Photographer Amir Zaki is turning his lens towards “California concrete“—empty skateparks—for his upcoming exhibition at the Frank M. Doyle Arts Pavilion on the campus of Orange Coast College in Costa Mesa, California. The uncannily clear images of the undulating bowls and ramps of the parks, while ubiquitous in Zaki’s Southern California, exist as alien landscapes outside the expectation of what you’d typically see outside your window. 

Zaki unites both his bodies of work, photography and ceramics, in the upcoming exhibition Empty Vessel, which will run at the Doyle from September 19 through December 5. Using with a GigaPan attachment, a device that creates the same effect as a long exposure shot on film for his digital camera, Zaki took 50-to-60 photos of a scene or detail, and stitched the disparate takes together into one high definition image. The result is eerie, hyper-real prints, not dissimilar to the multiple exposures taken by architectural photographers to fine-tune the perfection of a space. 

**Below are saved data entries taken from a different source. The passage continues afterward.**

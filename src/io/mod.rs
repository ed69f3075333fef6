//! The boundary to the platform audio driver.
//!
//! [`AudioIo`] wraps one [`IoDevice`] and the driver core it creates. It owns
//! the running flag, tells observers when rendering is about to start or has
//! stopped, and forwards each driver callback to the render handler the graph
//! installed through [`AudioIo::set_render_handler`].
//!
//! Drivers implement [`IoDevice`] and [`IoCore`]. Two ship with the crate:
//! [`OfflineDevice`](offline::OfflineDevice), whose callbacks are pumped by the
//! caller, and, behind the `cpal_io` feature, `CpalDevice` for hardware output.

#[cfg(feature = "cpal_io")]
pub mod cpal;
pub mod graph_io;
pub mod offline;

use alloc::boxed::Box;
use alloc::string::String;
use alloc::sync::{Arc, Weak};
use alloc::vec::Vec;
use core::sync::atomic::{AtomicBool, AtomicU32, Ordering};

use arc_swap::ArcSwapOption;
use parking_lot::Mutex;
use tracing::{error, info};

use crate::buffer::PcmBuffer;
use crate::config::DEFAULT_MAXIMUM_FRAMES_PER_SLICE;
use crate::error::IoError;
use crate::format::{AudioTime, Format};
use crate::notify::{Notifier, Observer};

/// Buffers and timestamps for one driver callback.
#[derive(Default)]
pub struct IoRenderArgs<'a> {
    /// Buffer to fill with output, in the device output format.
    pub output_buffer: Option<&'a mut PcmBuffer>,
    pub output_time: Option<AudioTime>,
    /// Samples captured by the device this period, in the device input format.
    pub input_buffer: Option<&'a mut PcmBuffer>,
    pub input_time: Option<AudioTime>,
}

impl<'a> IoRenderArgs<'a> {
    /// Arguments for an output-only callback.
    pub fn output(buffer: &'a mut PcmBuffer, time: AudioTime) -> Self {
        Self {
            output_buffer: Some(buffer),
            output_time: Some(time),
            ..Default::default()
        }
    }
}

pub type IoRenderFn = dyn Fn(IoRenderArgs<'_>) + Send + Sync;

/// Where a driver finds the current render handler.
///
/// Shared between [`AudioIo`] and the driver core. Swapping the handler never
/// blocks a callback in flight; that callback finishes with the handler it
/// loaded.
#[derive(Default)]
pub struct RenderSlot {
    handler: ArcSwapOption<Box<IoRenderFn>>,
    // Replaced handlers wait here until no callback holds them, so the
    // driver thread never frees one.
    retired: Mutex<Vec<Arc<Box<IoRenderFn>>>>,
}

impl RenderSlot {
    /// Run the installed handler. Returns `false` if there is none.
    pub fn render(&self, args: IoRenderArgs<'_>) -> bool {
        let handler = self.handler.load_full();
        match handler.as_deref() {
            Some(handler) => {
                handler(args);
                true
            }
            None => false,
        }
    }

    fn set(&self, handler: Option<Box<IoRenderFn>>) {
        let previous = self.handler.swap(handler.map(Arc::new));
        let mut retired = self.retired.lock();
        retired.retain(|h| Arc::strong_count(h) > 1);
        retired.extend(previous);
    }

    fn is_set(&self) -> bool {
        self.handler.load().is_some()
    }
}

/// A source of audio callbacks.
pub trait IoDevice: Send + Sync {
    fn name(&self) -> String;

    fn input_format(&self) -> Option<Format>;

    fn output_format(&self) -> Option<Format>;

    /// Create the driver core that will call through `slot`.
    fn make_io_core(&self, slot: Arc<RenderSlot>, maximum_frames: u32) -> Result<Box<dyn IoCore>, IoError>;

    /// Subscribe to reconfiguration of the device (format or route change).
    fn observe_updates(&self, handler: Box<dyn Fn() + Send + Sync>) -> Option<Observer> {
        let _ = handler;
        None
    }
}

/// Driver state for one device, created per initialization.
pub trait IoCore: Send {
    fn start(&mut self) -> Result<(), IoError>;

    /// Stop delivering callbacks. Must not return while a callback is still running.
    fn stop(&mut self);
}

#[derive(Clone, Copy, PartialEq, Eq, Debug)]
pub enum RunningMethod {
    WillStart,
    DidStop,
}

#[derive(Clone, Copy, PartialEq, Eq, Debug)]
pub enum DeviceMethod {
    /// A different device was set.
    Changed,
    /// The current device reconfigured itself.
    Updated,
}

/// Wrapper around the platform driver.
pub struct AudioIo {
    weak_self: Weak<AudioIo>,
    device: Mutex<Option<Arc<dyn IoDevice>>>,
    device_observer: Mutex<Option<Observer>>,
    core: Mutex<Option<Box<dyn IoCore>>>,
    slot: Arc<RenderSlot>,
    running: AtomicBool,
    maximum_frames: AtomicU32,
    running_notifier: Notifier<RunningMethod>,
    device_notifier: Notifier<DeviceMethod>,
}

impl AudioIo {
    pub fn new(device: Option<Arc<dyn IoDevice>>) -> Arc<Self> {
        Self::with_maximum_frames(device, DEFAULT_MAXIMUM_FRAMES_PER_SLICE)
    }

    pub fn with_maximum_frames(device: Option<Arc<dyn IoDevice>>, maximum_frames: u32) -> Arc<Self> {
        let io = Arc::new_cyclic(|weak_self| Self {
            weak_self: weak_self.clone(),
            device: Mutex::new(None),
            device_observer: Mutex::new(None),
            core: Mutex::new(None),
            slot: Arc::new(RenderSlot::default()),
            running: AtomicBool::new(false),
            maximum_frames: AtomicU32::new(maximum_frames.max(1)),
            running_notifier: Notifier::new(),
            device_notifier: Notifier::new(),
        });
        io.set_device(device);
        io
    }

    pub fn device(&self) -> Option<Arc<dyn IoDevice>> {
        self.device.lock().clone()
    }

    /// Replace the device. A running I/O is stopped and started again on the new one.
    pub fn set_device(&self, device: Option<Arc<dyn IoDevice>>) {
        let unchanged = match (self.device.lock().as_ref(), device.as_ref()) {
            (None, None) => true,
            (Some(a), Some(b)) => same_device(a, b),
            _ => false,
        };
        if unchanged {
            return;
        }

        let was_running = self.is_running();
        self.uninitialize();

        *self.device_observer.lock() = None;
        *self.device.lock() = device.clone();

        if let Some(device) = &device {
            let weak = self.weak_self.clone();
            *self.device_observer.lock() = device.observe_updates(Box::new(move || {
                if let Some(io) = weak.upgrade() {
                    io.device_updated();
                }
            }));
            info!(device = %device.name(), "audio io device set");
            self.initialize();
        }

        self.device_notifier.notify(&DeviceMethod::Changed);

        if was_running && device.is_some() {
            self.start();
        }
    }

    fn device_updated(&self) {
        let was_running = self.is_running();
        self.uninitialize();
        info!("audio io device updated");
        self.device_notifier.notify(&DeviceMethod::Updated);
        self.initialize();
        if was_running {
            self.start();
        }
    }

    fn initialize(&self) {
        let Some(device) = self.device() else {
            return;
        };
        let frames = self.maximum_frames_per_slice();
        match device.make_io_core(self.slot.clone(), frames) {
            Ok(core) => *self.core.lock() = Some(core),
            Err(err) => error!(%err, device = %device.name(), "failed to create audio io core"),
        }
    }

    fn uninitialize(&self) {
        self.stop();
        *self.core.lock() = None;
    }

    pub fn is_running(&self) -> bool {
        self.running.load(Ordering::Acquire)
    }

    /// Start delivering callbacks.
    ///
    /// Observers see [`RunningMethod::WillStart`] before the driver starts.
    /// If the driver fails to start, the error is logged and observers see
    /// [`RunningMethod::DidStop`].
    pub fn start(&self) {
        if self.is_running() {
            return;
        }

        self.running_notifier.notify(&RunningMethod::WillStart);
        self.running.store(true, Ordering::Release);

        let result = match self.core.lock().as_mut() {
            Some(core) => core.start(),
            None => Ok(()),
        };

        match result {
            Ok(()) => info!(device = %self.device_name(), "audio io started"),
            Err(err) => {
                error!(%err, device = %self.device_name(), "failed to start audio io");
                self.running.store(false, Ordering::Release);
                self.running_notifier.notify(&RunningMethod::DidStop);
            }
        }
    }

    /// Stop delivering callbacks. Observers see [`RunningMethod::DidStop`]
    /// once the last callback has returned.
    pub fn stop(&self) {
        if !self.is_running() {
            return;
        }

        if let Some(core) = self.core.lock().as_mut() {
            core.stop();
        }
        self.running.store(false, Ordering::Release);
        info!(device = %self.device_name(), "audio io stopped");

        self.running_notifier.notify(&RunningMethod::DidStop);
    }

    #[must_use = "dropping the observer unsubscribes immediately"]
    pub fn observe_running<F>(&self, handler: F) -> Observer
    where
        F: Fn(&RunningMethod) + Send + Sync + 'static,
    {
        self.running_notifier.observe(handler)
    }

    #[must_use = "dropping the observer unsubscribes immediately"]
    pub fn observe_device<F>(&self, handler: F) -> Observer
    where
        F: Fn(&DeviceMethod) + Send + Sync + 'static,
    {
        self.device_notifier.observe(handler)
    }

    pub fn running_observer_count(&self) -> usize {
        self.running_notifier.observer_count()
    }

    pub fn set_render_handler(&self, handler: Option<Box<IoRenderFn>>) {
        self.slot.set(handler);
    }

    pub fn has_render_handler(&self) -> bool {
        self.slot.is_set()
    }

    /// Run one callback through the installed handler. Drivers normally do
    /// this through their [`RenderSlot`].
    pub fn render(&self, args: IoRenderArgs<'_>) -> bool {
        self.slot.render(args)
    }

    pub fn maximum_frames_per_slice(&self) -> u32 {
        self.maximum_frames.load(Ordering::Relaxed)
    }

    /// Takes effect the next time the driver core is created.
    pub fn set_maximum_frames_per_slice(&self, frames: u32) {
        self.maximum_frames.store(frames.max(1), Ordering::Relaxed);
    }

    fn device_name(&self) -> String {
        self.device().map(|d| d.name()).unwrap_or_else(|| "none".into())
    }
}

impl Drop for AudioIo {
    fn drop(&mut self) {
        if let Some(core) = self.core.get_mut().as_mut() {
            core.stop();
        }
    }
}

fn same_device(a: &Arc<dyn IoDevice>, b: &Arc<dyn IoDevice>) -> bool {
    Arc::as_ptr(a) as *const () == Arc::as_ptr(b) as *const ()
}
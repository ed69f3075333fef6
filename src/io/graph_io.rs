//! Glue between a [`Graph`](crate::Graph) and its [`AudioIo`].

use alloc::boxed::Box;
use alloc::sync::Arc;
use core::sync::atomic::{AtomicBool, AtomicU64, Ordering};

use parking_lot::Mutex;
use tracing::{debug, warn};

use crate::buffer::{PcmBuffer, SilenceBuffer};
use crate::format::Format;
use crate::io::{AudioIo, IoRenderArgs};
use crate::node::{GraphNode, GraphNodeArgs};

/// The device input of the callback currently running.
struct InputContext {
    staged: Mutex<Option<PcmBuffer>>,
    present: AtomicBool,
}

impl InputContext {
    fn new() -> Self {
        Self {
            staged: Mutex::new(None),
            present: AtomicBool::new(false),
        }
    }

    /// Size the staging buffer for `format`. A buffer that already fits is
    /// kept, so a callback in flight keeps reading its input.
    fn prepare(&self, format: Option<Format>, frames: u32) {
        let mut staged = self.staged.lock();
        let fits = match (staged.as_ref(), format) {
            (Some(buffer), Some(format)) => *buffer.format() == format && buffer.frame_capacity() >= frames,
            (None, None) => true,
            _ => false,
        };
        if fits {
            return;
        }
        *staged = format.map(|f| PcmBuffer::new(f, frames));
        self.present.store(false, Ordering::Release);
    }

    fn stage(&self, input: Option<&PcmBuffer>) {
        let staged = match (self.staged.try_lock(), input) {
            (Some(mut guard), Some(input)) => match guard.as_mut() {
                Some(staged) => staged.copy_from(input).is_ok(),
                None => false,
            },
            _ => false,
        };
        self.present.store(staged, Ordering::Release);
    }

    fn read_into(&self, buffer: &mut PcmBuffer) -> bool {
        if !self.present.load(Ordering::Acquire) {
            return false;
        }
        match self.staged.try_lock() {
            Some(guard) => match guard.as_ref() {
                Some(staged) => buffer.copy_from(staged).is_ok(),
                None => false,
            },
            None => false,
        }
    }

    fn finish(&self) {
        self.present.store(false, Ordering::Release);
    }
}

/// The graph's two endpoint nodes on the device.
///
/// Connect into [`output_node`](Self::output_node) to be heard and out of
/// [`input_node`](Self::input_node) to receive what the device captures. The
/// graph calls [`update_rendering`](Self::update_rendering) whenever its
/// topology changes while running.
pub struct GraphIo {
    raw_io: Arc<AudioIo>,
    output_node: Arc<GraphNode>,
    input_node: Arc<GraphNode>,
    input_context: Arc<InputContext>,
    generation: AtomicU64,
}

impl GraphIo {
    pub(crate) fn new(raw_io: Arc<AudioIo>, silence: Arc<SilenceBuffer>) -> Self {
        let output_node = GraphNode::new(GraphNodeArgs::with_buses(1, 0));
        let input_node = GraphNode::new(GraphNodeArgs::with_buses(0, 1));
        let input_context = Arc::new(InputContext::new());

        let output_silence = silence.clone();
        output_node.set_render_handler(move |mut args| {
            if !args.render_source() {
                output_silence.fill(args.buffer);
            }
        });

        let context = input_context.clone();
        input_node.set_render_handler(move |args| {
            if !context.read_into(args.buffer) {
                silence.fill(args.buffer);
            }
        });

        Self {
            raw_io,
            output_node,
            input_node,
            input_context,
            generation: AtomicU64::new(0),
        }
    }

    pub fn raw_io(&self) -> &Arc<AudioIo> {
        &self.raw_io
    }

    /// Sink feeding the device output. One input bus.
    pub fn output_node(&self) -> &Arc<GraphNode> {
        &self.output_node
    }

    /// Source serving the device input. One output bus.
    pub fn input_node(&self) -> &Arc<GraphNode> {
        &self.input_node
    }

    /// How many times a render handler has been installed.
    pub fn rendering_generation(&self) -> u64 {
        self.generation.load(Ordering::Relaxed)
    }

    /// Install a render handler for the current topology, or none at all
    /// if the endpoint connections do not match the device formats.
    ///
    /// The new handler replaces the old one in a single swap; a callback
    /// always finds one of the two.
    pub fn update_rendering(&self) {
        if !self.validate_connections() {
            self.clear_rendering();
            return;
        }

        let device = self.raw_io.device();
        self.input_context.prepare(
            device.as_ref().and_then(|d| d.input_format()),
            self.raw_io.maximum_frames_per_slice(),
        );

        let output_node = self.output_node.clone();
        let input_node = self.input_node.clone();
        let context = self.input_context.clone();

        self.raw_io.set_render_handler(Some(Box::new(move |args: IoRenderArgs<'_>| {
            let IoRenderArgs {
                output_buffer,
                output_time,
                mut input_buffer,
                input_time,
            } = args;

            context.stage(input_buffer.as_deref());

            if let (Some(buffer), Some(time)) = (output_buffer, output_time) {
                output_node.render(buffer, 0, time);
            }

            if let (Some(buffer), Some(time)) = (input_buffer.as_deref_mut(), input_time) {
                let destination = input_node.kernel().and_then(|kernel| kernel.output_connection(0));
                if let Some(connection) = destination {
                    if let Some(node) = connection.destination_node() {
                        if node.is_input_renderable() {
                            node.render(buffer, connection.destination_bus(), time);
                        }
                    }
                }
            }

            context.finish();
        })));

        let generation = self.generation.fetch_add(1, Ordering::Relaxed) + 1;
        debug!(generation, "io rendering updated");
    }

    pub fn clear_rendering(&self) {
        self.raw_io.set_render_handler(None);
        self.input_context.prepare(None, 0);
    }

    fn validate_connections(&self) -> bool {
        let device = self.raw_io.device();

        if let Some(connection) = self.output_node.input_connection(0) {
            let device_format = device.as_ref().and_then(|d| d.output_format());
            if device_format.as_ref() != Some(connection.format()) {
                warn!(
                    connection = %connection.format(),
                    device = ?device_format,
                    "output connection does not match the device format"
                );
                return false;
            }
        }

        if let Some(connection) = self.input_node.output_connection(0) {
            let device_format = device.as_ref().and_then(|d| d.input_format());
            if device_format.as_ref() != Some(connection.format()) {
                warn!(
                    connection = %connection.format(),
                    device = ?device_format,
                    "input connection does not match the device format"
                );
                return false;
            }
        }

        true
    }
}

impl core::fmt::Debug for GraphIo {
    fn fmt(&self, f: &mut core::fmt::Formatter<'_>) -> core::fmt::Result {
        f.debug_struct("GraphIo")
            .field("output_node", &self.output_node.id())
            .field("input_node", &self.input_node.id())
            .field("running", &self.raw_io.is_running())
            .field("generation", &self.rendering_generation())
            .finish()
    }
}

Hanging on the walls of the Doyle are these laser-sharp images of skateparks as sculpture or land art, accompanied by images of colorful broken ceramics. Destroyed by Zaki in his backyard, the visual juxtaposition of the different scales of “vessels” in the gallery is intended as a commentary on architecture—spaces and emptiness. The broken ceramics and the early morning, skaterless skateparks are brought out of the context of their accepted usefulness, purely just existing, as Zaki’s lens focuses our eye on the spaces they create. The idea of both the ceramics and the skateparks being vessels has to do with their sunken earth nature—while the ceramics are formed from the earth, fired, and then subsequently broken by the artist on his concrete back patio, when skateparks are devoid of skaters they become just concrete forms sunken into the earth. They are the reverse of high-rise contemporary urban architectures, scooped out forms of concrete instead of soaring roofed structures. However, while skateparks and their odd manmade topologies are not meant to be inhabited, they hold people and culture. While the cracked ceramics can no longer hold water or smaller objects, they still create dynamic, jagged spaces in Zaki’s eye.

A broken bowl lying on the ground

Broken Vessel 104 (Courtesy The Doyle)

Shot from the bottom of the bowls and looking up at ramps and rails, the chosen perspective gives the parks an authority over the photographer as well as the viewer. It is as if they are inhabiting the space, taking time to understand and occupy a place that is usually seen as a fleeting blur atop a skateboard. Skateparks were not meant for human inhabitation or celebration, and neither was his ceramic earthenware.

Zaki has sustained a unique interest in architectural subjects throughout his career, notably in his earlier collection of candy-colored lifeguard towers, titled Relics (2010). Using digital manipulation, nonhuman scale or horizonless perspectives, Zaki makes his built environments appear subtly irrational, made to be seen not experienced. He presents us with buildings that exist for themselves, not for us. 

The juxtaposition of the ceramic shards can be read as a visual way to explore and question the origins of architectural form-making. The skatepark is like a shard of a building, no longer enclosed and warped at the edges. Yet it is still a functional piece, a place where the fringes meet. A broken jar may no longer hold water, a roofless building may not be an office. But architecture can be broken, shattered, and reclaimed.